Образованный и застенчивый – это сквозной, любимый, родной чеховский персонаж. Любовь-ненависть застенчивого начитанного простолюдина и вырождающегося, умирающего дворянина – это такая же постоянная чеховская коллизия, как беседа учителя-эзотерика с учеником-неофитом в случае Пелевина. Прославленная «Палата номер шесть», в сущности, о том же: как жестокость мира сначала свела с ума благородного по происхождению и внешности Ивана Громова, а потом достала и деликатного доктора Андрея Ефимовича Рагина, с его красными руками и внешностью самой брутальной. Но главный-то парадокс «Палаты» заключается в том, что благородный Громов в условиях палаты номер шесть еще способен выжить – Чехов отлично знал за аристократами, пусть и обедневшими, эту силу и живучесть. А вот Андрей Ефимыч после первого же потрясения помирает от апоплексического удара. И такова учесть любого, кто от одного берега отстал, а к другому не пристанет никогда. Чехов в этом смысле иллюзий не имел: главный его сюжет – это история простого, в сущности, человека, который чтением разнообразных книжек и прочими упражнениями вдруг довел свое мировосприятие до необычайной, почти медиумической чуткости. Но живет-то он в прежнем, грубом, невыносимом мире – путь в верхний этаж ему закрыт. Что остается? Да помирать же, ничего больше!

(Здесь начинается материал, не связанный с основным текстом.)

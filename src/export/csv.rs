//! CSV export functionality
//!
//! Writes the two spreadsheet-compatible files: a raw dump of the ledger and
//! a statistics summary for the current month.

use std::io::Write;

use crate::error::BudgetResult;
use crate::models::MonthKey;
use crate::reports::TotalsReport;
use crate::storage::Storage;

/// Export the full ledger as CSV rows
///
/// Columns mirror the stored shape, with the ordinal and stable id first.
pub fn export_transactions_csv<W: Write>(storage: &Storage, writer: W) -> BudgetResult<()> {
    let mut csv_writer = csv::Writer::from_writer(writer);

    csv_writer.write_record(["No.", "ID", "Amount", "Category", "Date", "Type"])?;

    for (i, txn) in storage.ledger.all()?.iter().enumerate() {
        csv_writer.write_record([
            (i + 1).to_string(),
            txn.id.to_string(),
            txn.amount.units().to_string(),
            txn.category.clone(),
            txn.date.clone(),
            txn.kind.to_string(),
        ])?;
    }

    csv_writer.flush()?;
    Ok(())
}

/// Export the statistics summary for one month as CSV rows
///
/// Income, expense, and balance are filtered to the month by the same
/// substring rule the accounting uses; the expense ratio is expense as a
/// percentage of income.
pub fn export_statistics_csv<W: Write>(
    storage: &Storage,
    month: MonthKey,
    writer: W,
) -> BudgetResult<()> {
    let totals = TotalsReport::generate_for_month(storage, month)?;
    let mut csv_writer = csv::Writer::from_writer(writer);

    csv_writer.write_record(["Item", "Value"])?;
    csv_writer.write_record(["Total Income", totals.total_income.units().to_string().as_str()])?;
    csv_writer.write_record(["Total Expense", totals.total_expense.units().to_string().as_str()])?;
    csv_writer.write_record(["Balance", totals.balance.to_string().as_str()])?;
    csv_writer.write_record([
        "Expense Ratio (%)",
        format!("{:.2}", totals.expense_ratio()).as_str(),
    ])?;

    csv_writer.flush()?;
    Ok(())
}

#[cfg(test)]
mod tests {
    use super::*;
    use crate::config::BudgetPaths;
    use crate::models::{Amount, Transaction, TransactionKind};
    use tempfile::TempDir;

    fn storage(temp_dir: &TempDir) -> Storage {
        let paths = BudgetPaths::with_base_dir(temp_dir.path().to_path_buf());
        let storage = Storage::new(paths).unwrap();
        storage.load_all().unwrap();
        storage
    }

    fn add(storage: &Storage, amount: u64, category: &str, date: &str, kind: TransactionKind) {
        storage
            .ledger
            .append(Transaction::new(Amount::new(amount), category, date, kind))
            .unwrap();
    }

    #[test]
    fn test_transactions_csv_has_header_and_ordered_rows() {
        let temp_dir = TempDir::new().unwrap();
        let storage = storage(&temp_dir);
        add(&storage, 3000, "Salary", "2025-01-01", TransactionKind::Income);
        add(&storage, 45, "Food", "2025-01-03", TransactionKind::Expense);

        let mut buf = Vec::new();
        export_transactions_csv(&storage, &mut buf).unwrap();
        let text = String::from_utf8(buf).unwrap();

        let lines: Vec<&str> = text.lines().collect();
        assert_eq!(lines.len(), 3);
        assert_eq!(lines[0], "No.,ID,Amount,Category,Date,Type");
        assert!(lines[1].starts_with("1,txn-"));
        assert!(lines[1].ends_with("3000,Salary,2025-01-01,Income"));
        assert!(lines[2].starts_with("2,txn-"));
        assert!(lines[2].ends_with("45,Food,2025-01-03,Expense"));
    }

    #[test]
    fn test_statistics_csv_is_month_filtered() {
        let temp_dir = TempDir::new().unwrap();
        let storage = storage(&temp_dir);
        add(&storage, 1000, "Salary", "2025-01-01", TransactionKind::Income);
        add(&storage, 250, "Food", "2025-01-10", TransactionKind::Expense);
        // Different month, must not appear in the figures.
        add(&storage, 9999, "Food", "2025-02-10", TransactionKind::Expense);

        let mut buf = Vec::new();
        export_statistics_csv(&storage, MonthKey::new(2025, 1), &mut buf).unwrap();
        let text = String::from_utf8(buf).unwrap();

        assert!(text.contains("Item,Value"));
        assert!(text.contains("Total Income,1000"));
        assert!(text.contains("Total Expense,250"));
        assert!(text.contains("Balance,750"));
        assert!(text.contains("Expense Ratio (%),25.00"));
    }

    #[test]
    fn test_statistics_csv_zero_income_month() {
        let temp_dir = TempDir::new().unwrap();
        let storage = storage(&temp_dir);
        add(&storage, 10, "Food", "2025-05-01", TransactionKind::Expense);

        let mut buf = Vec::new();
        export_statistics_csv(&storage, MonthKey::new(2025, 5), &mut buf).unwrap();
        let text = String::from_utf8(buf).unwrap();

        assert!(text.contains("Balance,-10"));
        assert!(text.contains("Expense Ratio (%),0.00"));
    }
}
//! Set-limit dialog
//!
//! Form for assigning a monthly budget limit to a category. Setting 0
//! removes the limit.

use ratatui::{
    layout::{Constraint, Direction, Layout},
    style::{Color, Modifier, Style},
    text::{Line, Span},
    widgets::{Block, Borders, Clear, Paragraph},
    Frame,
};

use crate::models::Amount;
use crate::services::BudgetService;
use crate::tui::app::App;
use crate::tui::layout::centered_rect_fixed;
use crate::tui::widgets::TextInput;

/// Which field is focused in the limit form
#[derive(Debug, Clone, Copy, PartialEq, Eq, Default)]
pub enum LimitField {
    #[default]
    Category,
    Amount,
}

impl LimitField {
    pub fn next(self) -> Self {
        match self {
            Self::Category => Self::Amount,
            Self::Amount => Self::Category,
        }
    }

    pub fn prev(self) -> Self {
        self.next()
    }
}

/// State for the set-limit form
#[derive(Debug, Clone)]
pub struct LimitFormState {
    /// Which field is focused
    pub focused_field: LimitField,
    /// Categories offered by the selector
    pub categories: Vec<String>,
    /// Selected category position
    pub category_index: usize,
    /// Limit input (whole units, digits only)
    pub amount_input: TextInput,
    /// Error message shown inside the form
    pub error_message: Option<String>,
}

impl Default for LimitFormState {
    fn default() -> Self {
        Self {
            focused_field: LimitField::Category,
            categories: Vec::new(),
            category_index: 0,
            amount_input: TextInput::new().label("Monthly limit").placeholder("0 = no limit"),
            error_message: None,
        }
    }
}

impl LimitFormState {
    /// Prepare the form, preselecting a category
    pub fn init(&mut self, categories: Vec<String>, category_index: usize) {
        *self = Self::default();
        self.category_index = category_index.min(categories.len().saturating_sub(1));
        self.categories = categories;
        self.focused_field = LimitField::Amount;
        self.update_focus();
    }

    /// Reset the state
    pub fn reset(&mut self) {
        *self = Self::default();
    }

    /// Move to next field
    pub fn next_field(&mut self) {
        self.focused_field = self.focused_field.next();
        self.update_focus();
    }

    /// Move to previous field
    pub fn prev_field(&mut self) {
        self.focused_field = self.focused_field.prev();
        self.update_focus();
    }

    fn update_focus(&mut self) {
        self.amount_input.focused = self.focused_field == LimitField::Amount;
    }

    /// Insert a character; the amount field accepts digits only
    pub fn insert_char(&mut self, c: char) {
        if self.focused_field == LimitField::Amount && c.is_ascii_digit() {
            self.amount_input.insert(c);
            self.error_message = None;
        }
    }

    /// Delete the character before the cursor
    pub fn backspace(&mut self) {
        if self.focused_field == LimitField::Amount {
            self.amount_input.backspace();
            self.error_message = None;
        }
    }

    /// Advance the category selector
    pub fn next_category(&mut self) {
        if !self.categories.is_empty() {
            self.category_index = (self.category_index + 1) % self.categories.len();
        }
    }

    /// Step the category selector back
    pub fn prev_category(&mut self) {
        if !self.categories.is_empty() {
            self.category_index =
                (self.category_index + self.categories.len() - 1) % self.categories.len();
        }
    }

    /// Parse the limit input
    pub fn parse_amount(&self) -> Result<Amount, String> {
        Amount::parse(self.amount_input.value())
            .map_err(|_| "Please enter amount as a number.".to_string())
    }

    /// The selected category name
    pub fn selected_category(&self) -> Result<&str, String> {
        self.categories
            .get(self.category_index)
            .map(|s| s.as_str())
            .ok_or_else(|| "Please select a category.".to_string())
    }

    /// Set error message
    pub fn set_error(&mut self, msg: impl Into<String>) {
        self.error_message = Some(msg.into());
    }
}

/// Render the set-limit dialog
pub fn render(frame: &mut Frame, app: &App) {
    let form = &app.limit_form;

    let area = centered_rect_fixed(52, 11, frame.area());
    frame.render_widget(Clear, area);

    let block = Block::default()
        .title(" Set Budget Limit ")
        .title_style(
            Style::default()
                .fg(Color::Cyan)
                .add_modifier(Modifier::BOLD),
        )
        .borders(Borders::ALL)
        .border_style(Style::default().fg(Color::Cyan));

    let inner = block.inner(area);
    frame.render_widget(block, area);

    let chunks = Layout::default()
        .direction(Direction::Vertical)
        .constraints([
            Constraint::Length(1), // Category selector
            Constraint::Length(1), // Spacer
            Constraint::Length(1), // Amount input
            Constraint::Length(1), // Spacer
            Constraint::Length(2), // Error
            Constraint::Length(1), // Instructions
            Constraint::Min(0),
        ])
        .split(inner);

    let focused = form.focused_field == LimitField::Category;
    let label_style = if focused {
        Style::default()
            .fg(Color::Cyan)
            .add_modifier(Modifier::BOLD)
    } else {
        Style::default().fg(Color::Cyan)
    };
    let name = form
        .categories
        .get(form.category_index)
        .map(|s| s.as_str())
        .unwrap_or("(none)");
    let value = if focused {
        format!("< {} >", name)
    } else {
        format!("  {}", name)
    };
    let selector = Line::from(vec![
        Span::styled("Category", label_style),
        Span::raw(": "),
        Span::styled(value, Style::default().fg(Color::White)),
    ]);
    frame.render_widget(Paragraph::new(selector), chunks[0]);

    frame.render_widget(form.amount_input.clone(), chunks[2]);

    if let Some(ref error) = form.error_message {
        let error_text = Paragraph::new(error.as_str())
            .style(Style::default().fg(Color::Red))
            .wrap(ratatui::widgets::Wrap { trim: true });
        frame.render_widget(error_text, chunks[4]);
    }

    let instructions = Line::from(vec![
        Span::styled("[Enter]", Style::default().fg(Color::Green)),
        Span::raw(" Save  "),
        Span::styled("[Esc]", Style::default().fg(Color::Yellow)),
        Span::raw(" Cancel  "),
        Span::styled("[Tab]", Style::default().fg(Color::Cyan)),
        Span::raw(" Fields  "),
        Span::styled("[<-/->]", Style::default().fg(Color::Cyan)),
        Span::raw(" Category"),
    ]);
    frame.render_widget(Paragraph::new(instructions), chunks[5]);
}

/// Handle key events for the set-limit dialog
pub fn handle_key(app: &mut App, key: crossterm::event::KeyEvent) -> bool {
    use crossterm::event::KeyCode;

    match key.code {
        KeyCode::Esc => {
            app.limit_form.reset();
            app.close_dialog();
            true
        }

        KeyCode::Tab | KeyCode::BackTab | KeyCode::Up | KeyCode::Down => {
            app.limit_form.next_field();
            true
        }

        KeyCode::Enter => {
            if let Err(e) = save_limit(app) {
                app.limit_form.set_error(e);
            }
            true
        }

        KeyCode::Left => {
            if app.limit_form.focused_field == LimitField::Category {
                app.limit_form.prev_category();
            } else {
                app.limit_form.amount_input.move_left();
            }
            true
        }

        KeyCode::Right => {
            if app.limit_form.focused_field == LimitField::Category {
                app.limit_form.next_category();
            } else {
                app.limit_form.amount_input.move_right();
            }
            true
        }

        KeyCode::Char(c) => {
            app.limit_form.insert_char(c);
            true
        }

        KeyCode::Backspace => {
            app.limit_form.backspace();
            true
        }

        _ => false,
    }
}

fn save_limit(app: &mut App) -> Result<(), String> {
    let category = app.limit_form.selected_category()?.to_string();
    let amount = app.limit_form.parse_amount()?;

    let service = BudgetService::new(app.storage);
    service
        .set_limit(&category, amount)
        .map_err(|e| e.to_string())?;

    app.limit_form.reset();
    app.close_dialog();
    app.notify_success(format!("Budget limit set for {}: {}", category, amount));

    Ok(())
}

#[cfg(test)]
mod tests {
    use super::*;

    #[test]
    fn test_init_preselects_category() {
        let mut form = LimitFormState::default();
        form.init(vec!["Salary".to_string(), "Food".to_string()], 1);
        assert_eq!(form.selected_category().unwrap(), "Food");
        assert_eq!(form.focused_field, LimitField::Amount);
    }

    #[test]
    fn test_init_clamps_out_of_range_index() {
        let mut form = LimitFormState::default();
        form.init(vec!["Salary".to_string(), "Food".to_string()], 9);
        assert_eq!(form.selected_category().unwrap(), "Food");
    }

    #[test]
    fn test_amount_rejects_non_digits() {
        let mut form = LimitFormState::default();
        form.init(vec!["Food".to_string()], 0);
        for c in "2x5!0".chars() {
            form.insert_char(c);
        }
        assert_eq!(form.amount_input.value(), "250");
    }
}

Почему умирает Осип Дымов в «Попрыгунье»? Можно, конечно, сказать, что назидательная эта концовка привешена к тексту несколько искусственно – отсасывал у ребенка дифтеритные пленки и заразился. Между тем на герое этом с самого начала лежит печать обреченности: попал человек в не свою, насквозь фальшивую среду, ну что ты будешь делать. Эта среда устраивает из жизни какой-то бесконечный карнавал, вот и едет Дымов с дачи в Петербург за розовым платьицем жены. «А икру, сыр и белорыбицу» съедает толстый актер. Ведь только слепой не увидит у Чехова любви, а вместе с тем и злобы, и мучительной зависти к этой праздной, артистической, аристократической прослойке, ко всем этим полунищим, но всегда веселым хорошеньким девушкам, способным из платка соорудить платье, из корзины – шляпку… Богема; но эта богема умеет не только веселиться – она при случае может и погибнуть. Она высокомерно презирает труд – и умеет без него обходиться, выживает как-то. Нельзя в ответ не презирать этих людей с их «модностью», «стильностью», беспредельным эгоцентризмом,- но и нельзя не восхищаться тем, какие они красивые и легкие и как много они страдают от всякой ерунды! Именно от лица этой богемы написан «Дом с мезонином», в котором добрая, слабая и праздная Мисюсь настолько лучше суровой и правильной Лидии. Лучше уж Лаевский, чем Корен, лучше уж Мисюсь, чем Лидия, лучше Раневская, чем Лопахин! А автор где? А автор помер, потому что от одних уже ушел, а к другим так и не прибился.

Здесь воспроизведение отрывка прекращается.